Appeal from Circuit Court of Sangamon County No. 06CF518 Honorable Peter C. Cavanagh, Judge Presiding.
The opinion of the court was delivered by: Justice Steigmann
JUSTICE STEIGMANN delivered the judgment of the court, with opinion.
Justices Pope and Cook concurred in the judgment and opinion.
¶ 1 In May 2010, a jury convicted defendant, David D. Brunner, of four counts of first degree murder (720 ILCS 5/9-1(a)(1), (a)(2), (a)(3) (West 2006)), robbery (720 ILCS 5/18-1(a) (West 2006)), and possession of a stolen vehicle (625 ILCS 5/4-103(a)(1) (West 2006)).
¶ 2 Following an August 2010 hearing, the trial court merged defendant's first degree murder convictions and sentenced him to the following concurrent prison sentences: 55 years for first degree murder, 6 years for robbery, and 6 years for possession of a stolen vehicle.
¶ 3 Defendant appeals, arguing only that the trial court's imposition of a 55-year prison sentence was excessive. Specifically, defendant contends that the court abused its discretion by imposing that sentence because (1) the evidence did not show that defendant personally killed the victim and (2) defendant "was abused and unwanted as a child and has had substantial and long-standing mental illnesses." We disagree and affirm.
¶ 5 A. The State's Charges
¶ 6 Shortly after the police discovered Judy Schermerhorn's strangled body in her home in April 2006, the State charged defendant as follows: (1) first degree murder in that defendant intended to kill Schermerhorn (720 ILCS 5/9-1(a)(1) (West 2006)) (count I); (2) first degree murder in that defendant knew that his acts would cause her death (720 ILCS 5/9-1(a)(1) (West 2006)) (count II); first degree murder in that defendant knew that his acts created a strong probability of her death (720 ILCS 5/9-1(a)(2) (West 2006)) (count III); (4) first degree murder in that while committing a forcible felony (robbery), defendant caused her death (720 ILCS 5/9-1(a)(3) (West 2006)) (count IV); (5) robbery (720 ILCS 5/18-1(a) (West 2006)) (count V); and (6) possession of a stolen vehicle (625 ILCS 5/4-103(a)(1) (West 2006)) (count VI).
¶ 8 Because defendant is not challenging the sufficiency of the evidence to sustain his convictions following his May 2010 jury trial, the facts relevant to this appeal are as follows.
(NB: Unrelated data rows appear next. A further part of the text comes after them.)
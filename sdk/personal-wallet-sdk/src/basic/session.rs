use crate::basic::keystore::KeyStore;
use crate::core::connection::SolConnection;
use crate::core::constants::DEFAULT_TIMEOUT_SECS;
use crate::error::{Result, WalletError};
use solana_client::nonblocking::rpc_client::RpcClient;
use solana_sdk::commitment_config::CommitmentConfig;
use solana_sdk::pubkey::Pubkey;
use solana_sdk::signature::{Keypair, Signer};
use std::time::Duration;
use tracing::debug;
use url::Url;

/// Connection parameters for [`AccountSession::open_with`]
#[derive(Debug, Clone, Copy, PartialEq, Eq)]
pub struct SessionOptions {
    /// Per-request deadline applied by the RPC client
    pub timeout: Duration,

    pub commitment: CommitmentConfig,
}

impl Default for SessionOptions {
    fn default() -> Self {
        Self {
            timeout: Duration::from_secs(DEFAULT_TIMEOUT_SECS),
            commitment: CommitmentConfig::confirmed(),
        }
    }
}

/// The acting account for one command: a loaded keypair bound to a
/// connection. Built once per command and passed by reference to each
/// operation; never shared between concurrent operations.
pub struct AccountSession<C: SolConnection = RpcClient> {
    keypair: Keypair,
    connection: C,
}

impl AccountSession<RpcClient> {
    /// Load the wallet from `keystore` and bind it to `endpoint` with default
    /// options.
    ///
    /// The RPC transport is lazy: only a malformed endpoint fails here (with
    /// `Connection`). An unreachable node is reported as `Network` by the
    /// first request made through the session.
    pub fn open(keystore: &KeyStore, endpoint: &str) -> Result<Self> {
        Self::open_with(keystore, endpoint, SessionOptions::default())
    }

    pub fn open_with(keystore: &KeyStore, endpoint: &str, options: SessionOptions) -> Result<Self> {
        let url = validate_endpoint(endpoint)?;
        let keypair = keystore.load_wallet()?;

        debug!(
            endpoint = %url,
            timeout_secs = options.timeout.as_secs(),
            "opening session"
        );
        let connection = RpcClient::new_with_timeout_and_commitment(
            endpoint.to_string(),
            options.timeout,
            options.commitment,
        );

        Ok(Self::with_connection(keypair, connection))
    }
}

impl<C: SolConnection> AccountSession<C> {
    /// Bind an already-loaded keypair to any connection implementation
    pub fn with_connection(keypair: Keypair, connection: C) -> Self {
        Self {
            keypair,
            connection,
        }
    }

    pub fn pubkey(&self) -> Pubkey {
        self.keypair.pubkey()
    }

    /// Base58 address of the acting account
    pub fn address(&self) -> String {
        self.keypair.pubkey().to_string()
    }

    pub fn connection(&self) -> &C {
        &self.connection
    }

    pub(crate) fn keypair(&self) -> &Keypair {
        &self.keypair
    }
}

fn validate_endpoint(endpoint: &str) -> Result<Url> {
    let url = Url::parse(endpoint)
        .map_err(|e| WalletError::Connection(format!("{:?}: {}", endpoint, e)))?;

    match url.scheme() {
        "http" | "https" if url.host().is_some() => Ok(url),
        _ => Err(WalletError::Connection(format!(
            "{:?} is not an http(s) RPC endpoint",
            endpoint
        ))),
    }
}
¶ 9 1. The Evidence Presented by the State
¶ 10 Megan Wanless testified that she was introduced to defendant in the early morning hours of April 29, 2006, by defendant's cousin, Terry Fairclough. Because defendant had crack cocaine and cannabis, Wanless decided to "hang out" and "party" with him. Several hours after driving to a lake to consume drugs, defendant drove to a local pawnshop where he sold silver flatware that he retrieved from the car's trunk. Thereafter, defendant drove to a home. While in the driveway of that home, defendant told Wanless that two days earlier, he had an argument with the owner of the home that ended when he strangled her to death. (Wanless later identified an exhibit that depicted Schermerhorn's home as the home she visited.)
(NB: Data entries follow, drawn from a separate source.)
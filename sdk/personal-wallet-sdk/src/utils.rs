use crate::core::constants::LAMPORTS_PER_SOL;
use crate::error::{Result, WalletError};
use solana_sdk::pubkey::Pubkey;
use std::str::FromStr;

//=============================================================================
// Unit Conversion
//=============================================================================

/// Convert whole SOL to lamports, failing instead of wrapping on overflow
pub fn sol_to_lamports(sol: u64) -> Result<u64> {
    sol.checked_mul(LAMPORTS_PER_SOL)
        .ok_or(WalletError::AmountOverflow(sol))
}

/// Whole SOL contained in `lamports` (fractional part truncated)
pub fn lamports_to_sol(lamports: u64) -> u64 {
    lamports / LAMPORTS_PER_SOL
}

/// Render lamports as an exact decimal SOL amount, e.g. `1.5` or `0.000005`
pub fn format_sol(lamports: u64) -> String {
    let whole = lamports / LAMPORTS_PER_SOL;
    let frac = lamports % LAMPORTS_PER_SOL;
    if frac == 0 {
        return whole.to_string();
    }

    let digits = format!("{:09}", frac);
    format!("{}.{}", whole, digits.trim_end_matches('0'))
}

//=============================================================================
// Address Parsing
//=============================================================================

/// Decode a base58 address into a public key.
///
/// The string is decoded exactly as given: surrounding whitespace or
/// anything that is not base58 of exactly 32 bytes is rejected. No network
/// access happens here.
pub fn parse_address(address: &str) -> Result<Pubkey> {
    Pubkey::from_str(address)
        .map_err(|e| WalletError::InvalidAddress(format!("{:?}: {}", address, e)))
}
¶ 11 Wanless entered the home with defendant, explaining that she did not believe defendant's story. Once inside, defendant searched for money and jewelry. Wanless followed defendant into a bedroom and noticed a lump on the bed that she believed was a pile of blankets. Defendant eventually found $30 in a checkbook. Defendant then drove Wanless to a motel where he rented a room, and they consumed drugs. The next morning, defendant returned to the home. As she sat in the car, Wanless later observed defendant leave the home, carrying jewelry and "egg-shaped" ornaments. After selling jewelry to a pawnshop, defendant drove Wanless to her friend's home. After a short time there, defendant became upset because Wanless would not show him the drugs she had received. As defendant left the home without Wanless, he backed the rear end of the car into a pole, shifted the car into drive, and hit a stop sign and a fence.
¶ 12 Police responded to a dispatch regarding defendant's accident, and upon arriving, observed defendant-who appeared unconscious-in the driver's seat. A preliminary investigation revealed that the car defendant had been driving was registered to Schermerhorn but displayed stolen license plates. As police continued their investigation, defendant exited the car and fled, but police quickly apprehended him. Paramedics later transported defendant to a hospital.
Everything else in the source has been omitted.